As they ran, they noticed a partially open door with a sign: "TACTICAL SIMULATIONS ROOM." Inside the round hall, a constantly updating light-weave map of the cosmos hovered. Large-headed analyst-homunculi darted around it, while several high-ranking women sat in chairs, their heads entwined with tentacles, their pupils darting frantically in time with the blinking stars on the map.
Ortahn's geomorphic lift delivered them to yet another floor. This one met them with a powerful beat. It was the Department of Maternal Orders. The hall was relatively empty, but its center was occupied by a colossal, crystalline heart. It pulsed with life, and its arteries ran into the walls, connecting to the entire Chancellery system. Ortahn felt his own heart begin to beat in unison with the crystal.
"Whoa..." Gron whispered, impressed. But then, without losing enthusiasm, he suggested, "Maybe we smash this thingamajig to the deviloids?"
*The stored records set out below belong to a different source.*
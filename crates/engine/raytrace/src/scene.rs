//! Multi-object tracing and direct lighting
//!
//! Every object carries its octree plus a model-to-clip transform and its
//! inverse. A per-pixel pair of near/far clip-space points maps through
//! each inverse into a local ray, each object is traced in its own space,
//! and the nearest hit wins under a total order on clip-space distance.
//! Shading adds an ambient spectrum and, per light, the light's spectrum
//! when a shadow ray toward it crosses no object, attenuated by distance.

use std::cmp::Ordering;

use glam::{Mat4, Vec3};
use voxel::{Arena, Material, Octree};

use crate::tracer::trace_ray;

/// Offset applied to shadow-ray origins, in local octree units.
///
/// Lifts the origin off the surface it starts on so the occlusion trace
/// does not immediately re-resolve the surface voxel.
const SHADOW_BIAS: f32 = 1e-3;

/// One traceable octree with its placement.
pub struct SceneObject<'a> {
    pub arena: &'a Arena,
    pub tree: Octree,
    /// Local octree coordinates to clip space.
    pub to_clip: Mat4,
    /// Clip space back to local octree coordinates.
    pub from_clip: Mat4,
}

impl<'a> SceneObject<'a> {
    /// Build an object from its model-to-clip transform.
    pub fn new(arena: &'a Arena, tree: Octree, to_clip: Mat4) -> Self {
        Self {
            arena,
            tree,
            to_clip,
            from_clip: to_clip.inverse(),
        }
    }
}

/// A point light in clip space.
pub struct PointLight {
    pub position: Vec3,
    /// Emitted spectrum, linear RGB.
    pub color: Vec3,
}

/// Nearest surface found across a scene.
#[derive(Clone, Copy, Debug)]
pub struct SceneHit {
    /// Index of the object that was hit.
    pub object: usize,
    /// Material value at the surface.
    pub material: Material,
    /// Surface point in the hit object's local coordinates.
    pub local_position: Vec3,
    /// The same point mapped to clip space.
    pub clip_position: Vec3,
    /// Clip-space distance from the near point; the selection key.
    pub distance: f32,
}

/// Trace all objects and keep the nearest hit.
///
/// `near` and `far` are the pixel's clip-space ray endpoints. Selection is
/// total-ordered by `f32::total_cmp` on clip distance; ties keep the
/// earlier object.
pub fn trace_scene(objects: &[SceneObject<'_>], near: Vec3, far: Vec3) -> Option<SceneHit> {
    let mut best: Option<SceneHit> = None;
    for (index, object) in objects.iter().enumerate() {
        let local_near = object.from_clip.project_point3(near);
        let local_far = object.from_clip.project_point3(far);
        let local_dir = (local_far - local_near).normalize_or_zero();
        if local_dir == Vec3::ZERO {
            continue;
        }
        let Some(hit) = trace_ray(object.arena, object.tree, local_near, local_dir) else {
            continue;
        };
        let clip_position = object.to_clip.project_point3(hit.position);
        let candidate = SceneHit {
            object: index,
            material: Material::read(object.arena, hit.material),
            local_position: hit.position,
            clip_position,
            distance: clip_position.distance(near),
        };
        let closer = best
            .as_ref()
            .is_none_or(|b| candidate.distance.total_cmp(&b.distance) == Ordering::Less);
        if closer {
            best = Some(candidate);
        }
    }
    best
}

/// Direct lighting at a scene hit.
///
/// Ambient plus each unoccluded light, attenuated by `1 / (1 + d^2)` on
/// clip-space distance. Returns linear RGB with the material's albedo
/// applied.
pub fn shade(
    objects: &[SceneObject<'_>],
    lights: &[PointLight],
    ambient: Vec3,
    hit: &SceneHit,
) -> Vec3 {
    let albedo = Vec3::new(
        hit.material.r as f32,
        hit.material.g as f32,
        hit.material.b as f32,
    ) / 255.0;

    let mut incoming = ambient;
    for light in lights {
        if occluded(objects, hit.clip_position, light.position) {
            continue;
        }
        let distance = hit.clip_position.distance(light.position);
        incoming += light.color / (1.0 + distance * distance);
    }
    albedo * incoming
}

/// Whether any object blocks the segment from `from` to `to` (clip space).
fn occluded(objects: &[SceneObject<'_>], from: Vec3, to: Vec3) -> bool {
    for object in objects {
        let local_from = object.from_clip.project_point3(from);
        let local_to = object.from_clip.project_point3(to);
        let toward = local_to - local_from;
        let length = toward.length();
        if length <= SHADOW_BIAS {
            continue;
        }
        let dir = toward / length;
        let start = local_from + dir * SHADOW_BIAS;
        if let Some(shadow) = trace_ray(object.arena, object.tree, start, dir) {
            // Only a blocker between the surface and the light occludes;
            // geometry beyond the light does not.
            if shadow.position.distance(local_from) < length {
                return true;
            }
        }
    }
    false
}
"No," Ortahn stopped him. "We shouldn't smash what we don't understand what the smashing will do. What if it's some kind of important stabilizer?"
"You're a real funkill sometimes, Ort," Gron grumbled, though he had generously said "sometimes."
Their stone platform crept upward again, this time slowly, with resistance, as if the tower's stone was reluctant to let them go further. The Department of Accounting and Destiny met them with sterile silence, clean geometry, and a gleam of whiteness. The air here was dry, and the sound of footsteps on the marble floor died instantly. There was no furniture, no people or homunculi, just one of the walls was a massive mirrored surface.
"Something tells me we're not going to like it here," Vitl joked, and his voice vanished without a trace in the white space.
Ortahn approached the mirror. Instead of a reflection, the surface rippled, then immediately settled, leaving dry lines of an Essence Equation:
Name: Ortan-son-of-Tatya, IN: 7564-M (the mirror even knew his mother's name, though he always used his aunt's); Sex: Male; Origin: 3% Homunculus (likely indicating magical interference in gestation) / 96.4% Homo Sapiens Edenus / 0.6% Unidentified genetic mutations; Debts: Violation of 103 Chancellery protocols; Loyalty: 4% — Critical Threat; Potential: OVERLORDESS (the inscription twitched violently, distorted, and filled with static, clearly uncomfortable being in this spot); Death Forecast: 99.99999999% (much higher than Ortahn's own expected chances); Data unstable. Threat to systemic integrity.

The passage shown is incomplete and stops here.